Starting with the first line, transcribe the material exactly through to the last.

**Information given**

☆ ☆ ☆ ☆

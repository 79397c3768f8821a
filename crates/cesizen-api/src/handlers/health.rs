//! Health check handler.

use axum::Json;
use axum::extract::State;

use crate::dto::response::HealthResponse;
use crate::state::AppState;

/// GET /health
pub async fn health(State(state): State<AppState>) -> Json<HealthResponse> {
    let database = match cesizen_database::connection::health_check(&state.db_pool).await {
        Ok(true) => "up",
        _ => "down",
    };

    Json(HealthResponse {
        status: "ok".to_string(),
        version: env!("CARGO_PKG_VERSION").to_string(),
        database: database.to_string(),
    })
}
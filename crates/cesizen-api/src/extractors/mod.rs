//! Request extractors.

pub mod auth;
pub mod pagination;

pub use auth::CurrentUser;
pub use pagination::AdminListParams;
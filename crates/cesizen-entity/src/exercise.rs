//! Cardiac-coherence breathing exercise entity.

use serde::{Deserialize, Serialize};
use sqlx::FromRow;

/// A guided breathing exercise definition.
///
/// Durations are in seconds; a session runs `number_cycles` repetitions of
/// inspiration, apnea, expiration.
#[derive(Debug, Clone, Serialize, Deserialize, FromRow)]
pub struct BreathingExercise {
    /// Exercise identifier.
    pub id: i32,
    /// Display name.
    pub name: String,
    /// Inhale phase duration.
    pub duration_inspiration: f64,
    /// Breath-hold phase duration.
    pub duration_apnea: f64,
    /// Exhale phase duration.
    pub duration_expiration: f64,
    /// Number of cycles per session.
    pub number_cycles: i32,
}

☆ ☆ ☆ ☆

**Response for this exercise**
repository 79397c3768f8821a
filename crates/cesizen-api/src/handlers/health.rs
//! Health check handler.

use axum::Json;
use axum::extract::State;

use crate::dto::response::HealthResponse;
use crate::state::AppState;

/// GET /health
pub async fn health(State(state): State<AppState>) -> Json<HealthResponse> {
    let database = match cesizen_database::connection::health_check(&state.db_pool).await {
        Ok(true) => "up",
        _ => "down",
    };

    Json(HealthResponse {
        status: "ok".to_string(),
        version: env!("CARGO_PKG_VERSION").to_string(),
        database: database.to_string(),
    })
}
filename crates/cesizen-api/src/extractors/mod.rs
//! Request extractors.

pub mod auth;
pub mod pagination;

pub use auth::CurrentUser;
pub use pagination::AdminListParams;
filename crates/cesizen-entity/src/exercise.rs
//! Cardiac-coherence breathing exercise entity.

use serde::{Deserialize, Serialize};
use sqlx::FromRow;

/// A guided breathing exercise definition.
///
/// Durations are in seconds; a session runs `number_cycles` repetitions of
/// inspiration, apnea, expiration.
#[derive(Debug, Clone, Serialize, Deserialize, FromRow)]
pub struct BreathingExercise {
    /// Exercise identifier.
    pub id: i32,
    /// Display name.
    pub name: String,
    /// Inhale phase duration.
    pub duration_inspiration: f64,
    /// Breath-hold phase duration.
    pub duration_apnea: f64,
    /// Exhale phase duration.
    pub duration_expiration: f64,
    /// Number of cycles per session.
    pub number_cycles: i32,
}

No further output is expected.